***** Data provided

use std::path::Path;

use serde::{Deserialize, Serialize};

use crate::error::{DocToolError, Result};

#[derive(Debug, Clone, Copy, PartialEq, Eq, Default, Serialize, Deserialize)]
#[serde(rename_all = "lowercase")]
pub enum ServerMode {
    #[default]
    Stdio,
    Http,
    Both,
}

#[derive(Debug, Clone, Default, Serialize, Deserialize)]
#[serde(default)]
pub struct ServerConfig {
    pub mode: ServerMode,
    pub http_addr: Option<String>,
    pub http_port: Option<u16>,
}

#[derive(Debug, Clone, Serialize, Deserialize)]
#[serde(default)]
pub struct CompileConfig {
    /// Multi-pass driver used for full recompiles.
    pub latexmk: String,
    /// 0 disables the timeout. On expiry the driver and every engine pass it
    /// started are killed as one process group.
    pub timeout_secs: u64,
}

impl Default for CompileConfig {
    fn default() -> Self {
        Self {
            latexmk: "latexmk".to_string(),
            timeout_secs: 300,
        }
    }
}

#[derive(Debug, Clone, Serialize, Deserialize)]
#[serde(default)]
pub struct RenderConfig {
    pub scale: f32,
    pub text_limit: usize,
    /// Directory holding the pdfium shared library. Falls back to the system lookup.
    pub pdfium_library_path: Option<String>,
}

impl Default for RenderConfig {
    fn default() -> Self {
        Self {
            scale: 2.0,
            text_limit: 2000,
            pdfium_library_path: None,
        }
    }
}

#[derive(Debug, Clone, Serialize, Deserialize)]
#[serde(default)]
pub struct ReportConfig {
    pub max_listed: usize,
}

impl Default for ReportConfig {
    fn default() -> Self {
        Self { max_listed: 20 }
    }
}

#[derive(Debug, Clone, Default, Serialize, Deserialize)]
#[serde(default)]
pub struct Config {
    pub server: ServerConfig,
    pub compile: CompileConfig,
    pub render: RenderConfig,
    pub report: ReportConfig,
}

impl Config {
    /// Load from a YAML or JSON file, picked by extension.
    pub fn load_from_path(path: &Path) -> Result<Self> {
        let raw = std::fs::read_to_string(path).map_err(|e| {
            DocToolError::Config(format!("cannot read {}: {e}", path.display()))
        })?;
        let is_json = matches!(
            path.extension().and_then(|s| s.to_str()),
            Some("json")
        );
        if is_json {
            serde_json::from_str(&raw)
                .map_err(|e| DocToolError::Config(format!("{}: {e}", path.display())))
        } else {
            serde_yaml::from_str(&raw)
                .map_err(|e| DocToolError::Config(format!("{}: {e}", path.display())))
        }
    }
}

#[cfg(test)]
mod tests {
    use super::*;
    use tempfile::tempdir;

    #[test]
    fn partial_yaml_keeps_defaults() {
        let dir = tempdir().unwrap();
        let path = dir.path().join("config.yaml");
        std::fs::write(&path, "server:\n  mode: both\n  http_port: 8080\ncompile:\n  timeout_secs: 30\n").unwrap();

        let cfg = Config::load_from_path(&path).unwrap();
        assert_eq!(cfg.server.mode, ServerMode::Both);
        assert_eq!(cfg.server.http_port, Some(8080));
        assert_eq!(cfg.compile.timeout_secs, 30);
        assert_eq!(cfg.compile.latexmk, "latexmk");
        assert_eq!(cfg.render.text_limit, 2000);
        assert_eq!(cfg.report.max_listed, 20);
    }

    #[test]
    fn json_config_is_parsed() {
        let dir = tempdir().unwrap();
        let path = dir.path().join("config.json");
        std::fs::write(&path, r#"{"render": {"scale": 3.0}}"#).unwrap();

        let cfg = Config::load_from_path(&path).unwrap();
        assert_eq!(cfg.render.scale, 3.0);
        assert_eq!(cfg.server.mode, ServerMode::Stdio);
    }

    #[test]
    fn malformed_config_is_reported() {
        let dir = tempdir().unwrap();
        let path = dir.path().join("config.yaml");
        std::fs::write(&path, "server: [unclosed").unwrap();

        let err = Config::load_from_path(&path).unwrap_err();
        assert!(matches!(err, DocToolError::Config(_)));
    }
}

**********

_What to produce_. Write the records out again so that each one matches the original exactly.

_Solution to this exercise_.
use std::path::Path;

use serde::{Deserialize, Serialize};

use crate::error::{DocToolError, Result};

#[derive(Debug, Clone, Copy, PartialEq, Eq, Default, Serialize, Deserialize)]
#[serde(rename_all = "lowercase")]
pub enum ServerMode {
    #[default]
    Stdio,
    Http,
    Both,
}

#[derive(Debug, Clone, Default, Serialize, Deserialize)]
#[serde(default)]
pub struct ServerConfig {
    pub mode: ServerMode,
    pub http_addr: Option<String>,
    pub http_port: Option<u16>,
}

#[derive(Debug, Clone, Serialize, Deserialize)]
#[serde(default)]
pub struct CompileConfig {
    /// Multi-pass driver used for full recompiles.
    pub latexmk: String,
    /// 0 disables the timeout. On expiry the driver and every engine pass it
    /// started are killed as one process group.
    pub timeout_secs: u64,
}

impl Default for CompileConfig {
    fn default() -> Self {
        Self {
            latexmk: "latexmk".to_string(),
            timeout_secs: 300,
        }
    }
}

#[derive(Debug, Clone, Serialize, Deserialize)]
#[serde(default)]
pub struct RenderConfig {
    pub scale: f32,
    pub text_limit: usize,
    /// Directory holding the pdfium shared library. Falls back to the system lookup.
    pub pdfium_library_path: Option<String>,
}

impl Default for RenderConfig {
    fn default() -> Self {
        Self {
            scale: 2.0,
            text_limit: 2000,
            pdfium_library_path: None,
        }
    }
}

#[derive(Debug, Clone, Serialize, Deserialize)]
#[serde(default)]
pub struct ReportConfig {
    pub max_listed: usize,
}

impl Default for ReportConfig {
    fn default() -> Self {
        Self { max_listed: 20 }
    }
}

#[derive(Debug, Clone, Default, Serialize, Deserialize)]
#[serde(default)]
pub struct Config {
    pub server: ServerConfig,
    pub compile: CompileConfig,
    pub render: RenderConfig,
    pub report: ReportConfig,
}

impl Config {
    /// Load from a YAML or JSON file, picked by extension.
    pub fn load_from_path(path: &Path) -> Result<Self> {
        let raw = std::fs::read_to_string(path).map_err(|e| {
            DocToolError::Config(format!("cannot read {}: {e}", path.display()))
        })?;
        let is_json = matches!(
            path.extension().and_then(|s| s.to_str()),
            Some("json")
        );
        if is_json {
            serde_json::from_str(&raw)
                .map_err(|e| DocToolError::Config(format!("{}: {e}", path.display())))
        } else {
            serde_yaml::from_str(&raw)
                .map_err(|e| DocToolError::Config(format!("{}: {e}", path.display())))
        }
    }
}

#[cfg(test)]
mod tests {
    use super::*;
    use tempfile::tempdir;

    #[test]
    fn partial_yaml_keeps_defaults() {
        let dir = tempdir().unwrap();
        let path = dir.path().join("config.yaml");
        std::fs::write(&path, "server:\n  mode: both\n  http_port: 8080\ncompile:\n  timeout_secs: 30\n").unwrap();

        let cfg = Config::load_from_path(&path).unwrap();
        assert_eq!(cfg.server.mode, ServerMode::Both);
        assert_eq!(cfg.server.http_port, Some(8080));
        assert_eq!(cfg.compile.timeout_secs, 30);
        assert_eq!(cfg.compile.latexmk, "latexmk");
        assert_eq!(cfg.render.text_limit, 2000);
        assert_eq!(cfg.report.max_listed, 20);
    }

    #[test]
    fn json_config_is_parsed() {
        let dir = tempdir().unwrap();
        let path = dir.path().join("config.json");
        std::fs::write(&path, r#"{"render": {"scale": 3.0}}"#).unwrap();

        let cfg = Config::load_from_path(&path).unwrap();
        assert_eq!(cfg.render.scale, 3.0);
        assert_eq!(cfg.server.mode, ServerMode::Stdio);
    }

    #[test]
    fn malformed_config_is_reported() {
        let dir = tempdir().unwrap();
        let path = dir.path().join("config.yaml");
        std::fs::write(&path, "server: [unclosed").unwrap();

        let err = Config::load_from_path(&path).unwrap_err();
        assert!(matches!(err, DocToolError::Config(_)));
    }
}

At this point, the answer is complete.